----- INPUT RECORDS

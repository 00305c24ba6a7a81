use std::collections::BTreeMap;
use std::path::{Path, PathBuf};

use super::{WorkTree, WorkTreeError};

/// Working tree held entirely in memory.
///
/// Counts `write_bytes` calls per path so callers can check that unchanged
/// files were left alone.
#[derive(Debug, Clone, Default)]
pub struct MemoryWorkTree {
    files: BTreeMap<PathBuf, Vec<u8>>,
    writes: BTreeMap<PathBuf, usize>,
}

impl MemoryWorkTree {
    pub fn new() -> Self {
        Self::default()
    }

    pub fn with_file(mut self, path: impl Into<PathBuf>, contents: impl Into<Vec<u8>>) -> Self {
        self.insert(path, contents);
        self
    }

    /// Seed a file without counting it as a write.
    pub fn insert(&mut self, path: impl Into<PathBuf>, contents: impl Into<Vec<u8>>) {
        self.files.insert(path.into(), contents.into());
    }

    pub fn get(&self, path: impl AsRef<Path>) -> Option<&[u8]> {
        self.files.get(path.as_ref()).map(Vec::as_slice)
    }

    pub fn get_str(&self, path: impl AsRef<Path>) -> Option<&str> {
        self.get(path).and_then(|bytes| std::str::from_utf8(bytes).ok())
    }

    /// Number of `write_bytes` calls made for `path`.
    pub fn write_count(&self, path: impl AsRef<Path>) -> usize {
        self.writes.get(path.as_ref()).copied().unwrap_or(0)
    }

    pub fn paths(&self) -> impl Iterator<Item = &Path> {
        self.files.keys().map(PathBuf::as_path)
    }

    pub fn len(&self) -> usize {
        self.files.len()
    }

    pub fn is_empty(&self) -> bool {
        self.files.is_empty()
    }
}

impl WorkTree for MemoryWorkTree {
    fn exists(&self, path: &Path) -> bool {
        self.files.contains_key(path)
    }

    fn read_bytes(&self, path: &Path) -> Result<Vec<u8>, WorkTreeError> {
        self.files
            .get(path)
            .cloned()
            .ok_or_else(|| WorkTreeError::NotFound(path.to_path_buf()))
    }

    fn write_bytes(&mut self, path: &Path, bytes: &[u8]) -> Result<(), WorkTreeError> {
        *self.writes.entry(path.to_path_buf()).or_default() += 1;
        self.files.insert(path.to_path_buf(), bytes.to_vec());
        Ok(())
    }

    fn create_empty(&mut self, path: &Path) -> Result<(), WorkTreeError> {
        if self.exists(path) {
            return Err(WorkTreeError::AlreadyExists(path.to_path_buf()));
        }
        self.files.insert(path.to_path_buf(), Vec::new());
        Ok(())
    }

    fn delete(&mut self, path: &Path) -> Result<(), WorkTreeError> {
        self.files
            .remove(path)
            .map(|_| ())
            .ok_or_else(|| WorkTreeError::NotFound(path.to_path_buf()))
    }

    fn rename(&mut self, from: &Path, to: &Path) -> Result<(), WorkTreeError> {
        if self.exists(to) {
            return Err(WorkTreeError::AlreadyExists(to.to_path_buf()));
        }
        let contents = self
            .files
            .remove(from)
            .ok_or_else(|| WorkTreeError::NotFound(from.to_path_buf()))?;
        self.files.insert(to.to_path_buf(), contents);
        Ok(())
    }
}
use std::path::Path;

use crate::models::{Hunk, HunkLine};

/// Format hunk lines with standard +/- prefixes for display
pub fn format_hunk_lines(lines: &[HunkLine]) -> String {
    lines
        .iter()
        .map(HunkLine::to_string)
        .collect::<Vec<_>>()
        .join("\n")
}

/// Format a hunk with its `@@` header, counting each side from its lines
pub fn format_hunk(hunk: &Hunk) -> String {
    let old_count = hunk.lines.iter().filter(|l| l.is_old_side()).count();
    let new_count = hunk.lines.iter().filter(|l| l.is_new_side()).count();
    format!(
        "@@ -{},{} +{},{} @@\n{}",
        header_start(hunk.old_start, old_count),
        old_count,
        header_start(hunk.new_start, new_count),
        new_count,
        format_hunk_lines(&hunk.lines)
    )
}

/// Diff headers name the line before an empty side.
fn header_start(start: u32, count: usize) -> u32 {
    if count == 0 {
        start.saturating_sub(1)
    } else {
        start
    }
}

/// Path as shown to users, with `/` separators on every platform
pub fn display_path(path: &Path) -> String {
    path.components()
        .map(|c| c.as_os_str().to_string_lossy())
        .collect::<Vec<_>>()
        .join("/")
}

----------

> _DIRECTIONS_
Your task is to quote the lines above, beginning with the first and ending with the one that holds "fn create_empty(&mut self, path: &Path)".

> _FINISHED EXERCISE_
repository 00305c24ba6a7a81
use std::collections::BTreeMap;
use std::path::{Path, PathBuf};

use super::{WorkTree, WorkTreeError};

/// Working tree held entirely in memory.
///
/// Counts `write_bytes` calls per path so callers can check that unchanged
/// files were left alone.
#[derive(Debug, Clone, Default)]
pub struct MemoryWorkTree {
    files: BTreeMap<PathBuf, Vec<u8>>,
    writes: BTreeMap<PathBuf, usize>,
}

impl MemoryWorkTree {
    pub fn new() -> Self {
        Self::default()
    }

    pub fn with_file(mut self, path: impl Into<PathBuf>, contents: impl Into<Vec<u8>>) -> Self {
        self.insert(path, contents);
        self
    }

    /// Seed a file without counting it as a write.
    pub fn insert(&mut self, path: impl Into<PathBuf>, contents: impl Into<Vec<u8>>) {
        self.files.insert(path.into(), contents.into());
    }

    pub fn get(&self, path: impl AsRef<Path>) -> Option<&[u8]> {
        self.files.get(path.as_ref()).map(Vec::as_slice)
    }

    pub fn get_str(&self, path: impl AsRef<Path>) -> Option<&str> {
        self.get(path).and_then(|bytes| std::str::from_utf8(bytes).ok())
    }

    /// Number of `write_bytes` calls made for `path`.
    pub fn write_count(&self, path: impl AsRef<Path>) -> usize {
        self.writes.get(path.as_ref()).copied().unwrap_or(0)
    }

    pub fn paths(&self) -> impl Iterator<Item = &Path> {
        self.files.keys().map(PathBuf::as_path)
    }

    pub fn len(&self) -> usize {
        self.files.len()
    }

    pub fn is_empty(&self) -> bool {
        self.files.is_empty()
    }
}

impl WorkTree for MemoryWorkTree {
    fn exists(&self, path: &Path) -> bool {
        self.files.contains_key(path)
    }

    fn read_bytes(&self, path: &Path) -> Result<Vec<u8>, WorkTreeError> {
        self.files
            .get(path)
            .cloned()
            .ok_or_else(|| WorkTreeError::NotFound(path.to_path_buf()))
    }

    fn write_bytes(&mut self, path: &Path, bytes: &[u8]) -> Result<(), WorkTreeError> {
        *self.writes.entry(path.to_path_buf()).or_default() += 1;
        self.files.insert(path.to_path_buf(), bytes.to_vec());
        Ok(())
    }

    fn create_empty(&mut self, path: &Path) -> Result<(), WorkTreeError> {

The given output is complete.